The Wedding Singer meets School of Rock as 40-year-old Mitch Martino (Mitchell Jarvis) moves back into his childhood home in suburban Sayreville, NJ with his mother (played by two-time Tony nominee Alison Fraser) after being fired from his high-paying investment-banking job. Luckily he’s not the only failure off exit 124 of the Garden State Parkway — as he finds all of his high-school chums just where he left them before trading in his rock-star dreams for a 401(k). Brandon Williams makes for a perfect Jersey villain as Tygen Billows, a simple-minded, juiced-up Guido who somehow came to own half the town (an authentically bland suburban world created by set designer Derek McLane) while continuing to lead his high-school band, Mouthfeel, like an overgrown teenager. When Tygen threatens to foreclose on Mitch’s mother’s home unless he agrees to settle a 20-year-old score at an upcoming Battle of the Bands competition, Mitch collects (almost) all of the original members of Juggernaut, his motley crew of high-school bandmates, to take down their old rivals.

An original plot is admittedly not among the show’s finest attributes, with a one-by-one We’re-Off-to-See-the-Wizard-style gathering of the band members and the traditional montage of cringe-worthy auditions. And of course, there are the climactic final performances at the Battle of the Bands (complete with rock-and-roll-lighting pyrotechnics by Ken Billington), during which we bite our nails waiting to see if good will prevail over evil — though even if it doesn’t, everyone will at least walk away with a girlfriend, so it’s really a win-win.

But not to worry. Davenport and his fellow book writers, The Grundleshotz (an appropriately band-like moniker for a group of writers and performers that includes Sebastian Arcelus, Jay Klaitz, Emily McNamara, and Sarah Saltzberg, among others) are in on the joke and take frequent jabs at their own clichés. The only trying task throughout the musical is getting oriented in the appropriate decade. While set in present day, this show harkens back to 1990s garage bands, who, for some reason, have taken style tips from 1980s MTV music videos, leading to a three-decade bundle of aesthetic confusion (costume designer Gregory Gale may have taken slightly too much inspiration from his work on Broadway’s Rock of Ages).

The show’s charm comes primarily from its group of lovably quirky featured characters, all of whom are careful not to fall into the death trap of overdoing the already heavy-handed camp. Adam Monley is awkwardly adorable as a showtune-loving cop, Michael “Sully” Sullivan; Manu Narayan offers a strong comedic performance as lonely Indian dermatologist Robbie Patel; Evan Daves channels Justin Bieber as the prepubescent Ricky Bling; and Jay Klaitz stands out as Bart Vickers, an overweight, underqualified public-school math teacher who brings the house down with a hilarious act-two showstopper. Jarvis, meanwhile, leads the band of misfits admirably. Though a nonconventional hero type, he exudes an understated and charming authority that carries the show, with a silky smooth voice to boot. He works well opposite Fraser, who, as one of the most seasoned cast members, is given surprisingly few featured moments, but works the Jersey cougar schtick when given her chance to shine.

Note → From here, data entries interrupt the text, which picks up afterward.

//! Error types for the Ether I/O driver.

use std::io;
use thiserror::Error;

use crate::variant::Variant;

/// Result type alias for Ether I/O operations.
pub type Result<T> = std::result::Result<T, EtherIoError>;

/// Errors that can occur while talking to an Ether I/O board.
///
/// Validation errors (`InvalidPort`, `InvalidLine`, `InvalidParameter`,
/// `Unsupported`) are raised before anything is put on the wire.
#[derive(Debug, Error)]
pub enum EtherIoError {
    /// Port letter outside the range served by the board.
    #[error("Validation error: \"{letter}\" is not a valid port id (expected '{first}'..='{last}')")]
    InvalidPort {
        /// The rejected letter, as supplied by the caller.
        letter: char,
        /// First valid port letter.
        first: char,
        /// Last valid port letter.
        last: char,
    },

    /// Line number outside the range served by the board.
    #[error("Validation error: \"{line}\" is not a valid line number (expected 0..={max})")]
    InvalidLine {
        /// The rejected line number.
        line: u8,
        /// Highest valid line number.
        max: u8,
    },

    /// Invalid parameter provided.
    #[error("Invalid parameter '{parameter}': {reason}")]
    InvalidParameter {
        /// Name of the invalid parameter.
        parameter: String,
        /// Description of why the parameter is invalid.
        reason: String,
    },

    /// The board variant has no such command.
    #[error("{variant} does not support {operation}")]
    Unsupported {
        /// Variant the operation was attempted on.
        variant: Variant,
        /// Name of the rejected operation.
        operation: &'static str,
    },

    /// No reply arrived within the retry budget.
    #[error("Communication timeout")]
    Timeout,

    /// A pending receive was cancelled by the caller.
    #[error("Receive interrupted")]
    Interrupted,

    /// A reply did not have the shape the operation expects.
    #[error("Protocol error: {reason}")]
    Protocol {
        /// Description of the mismatch.
        reason: String,
    },

    /// The session was already closed.
    #[error("Session is closed")]
    SessionClosed,

    /// I/O error during communication.
    #[error("I/O error: {0}")]
    Io(#[from] io::Error),
}

impl EtherIoError {
    /// Creates a new `InvalidParameter` error.
    ///
    /// # Example
    ///
    /// ```
    /// use ether_io::EtherIoError;
    ///
    /// let err = EtherIoError::invalid_parameter("data", "must not be empty");
    /// ```
    pub fn invalid_parameter(parameter: impl Into<String>, reason: impl Into<String>) -> Self {
        Self::InvalidParameter {
            parameter: parameter.into(),
            reason: reason.into(),
        }
    }

    /// Creates a new `Protocol` error.
    ///
    /// # Example
    ///
    /// ```
    /// use ether_io::EtherIoError;
    ///
    /// let err = EtherIoError::protocol("reply too short");
    /// ```
    pub fn protocol(reason: impl Into<String>) -> Self {
        Self::Protocol {
            reason: reason.into(),
        }
    }

    /// Creates a new `Unsupported` error.
    pub fn unsupported(variant: Variant, operation: &'static str) -> Self {
        Self::Unsupported { variant, operation }
    }

    /// Returns `true` for errors raised before any bytes were sent.
    pub fn is_validation(&self) -> bool {
        matches!(
            self,
            Self::InvalidPort { .. }
                | Self::InvalidLine { .. }
                | Self::InvalidParameter { .. }
                | Self::Unsupported { .. }
        )
    }
}

#[cfg(test)]
mod tests {
    use super::*;

    #[test]
    fn test_invalid_port_display() {
        let err = EtherIoError::InvalidPort {
            letter: 'd',
            first: 'a',
            last: 'c',
        };
        assert_eq!(
            err.to_string(),
            "Validation error: \"d\" is not a valid port id (expected 'a'..='c')"
        );
    }

    #[test]
    fn test_invalid_line_display() {
        let err = EtherIoError::InvalidLine { line: 24, max: 23 };
        assert_eq!(
            err.to_string(),
            "Validation error: \"24\" is not a valid line number (expected 0..=23)"
        );
    }

    #[test]
    fn test_timeout_display() {
        assert_eq!(EtherIoError::Timeout.to_string(), "Communication timeout");
        assert_eq!(EtherIoError::Interrupted.to_string(), "Receive interrupted");
    }

    #[test]
    fn test_unsupported_display() {
        let err = EtherIoError::unsupported(Variant::Io24Tpc, "threshold register");
        assert_eq!(err.to_string(), "IO24TPC does not support threshold register");
    }

    #[test]
    fn test_is_validation() {
        assert!(EtherIoError::InvalidLine { line: 99, max: 71 }.is_validation());
        assert!(EtherIoError::invalid_parameter("data", "empty").is_validation());
        assert!(!EtherIoError::Timeout.is_validation());
        assert!(!EtherIoError::protocol("short").is_validation());
    }
}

Tying the production together is a score of catchy tunes by Mark Allen filled with plenty of blunt humor. It may not be Sondheim’s prose, but it’ll muster plenty of laughs and is sure to be rolling around in your head when you wake up the next morning. Though the book has clearly taken a few trips through the streamliner, it’s maintained an endearing rough-around-the-edges quality, as if we were truly watching an old group of friends rediscover the joy of jamming in a garage with their old high-school buds. Whether the humor is too finely tailored to a Jersey audience to transfer to a New York stage, however, is yet to be seen. At the very least, this show may convince a few Jerseyans to quit claiming they live in the “Tri-state area” and wear their Parkway exit numbers with pride.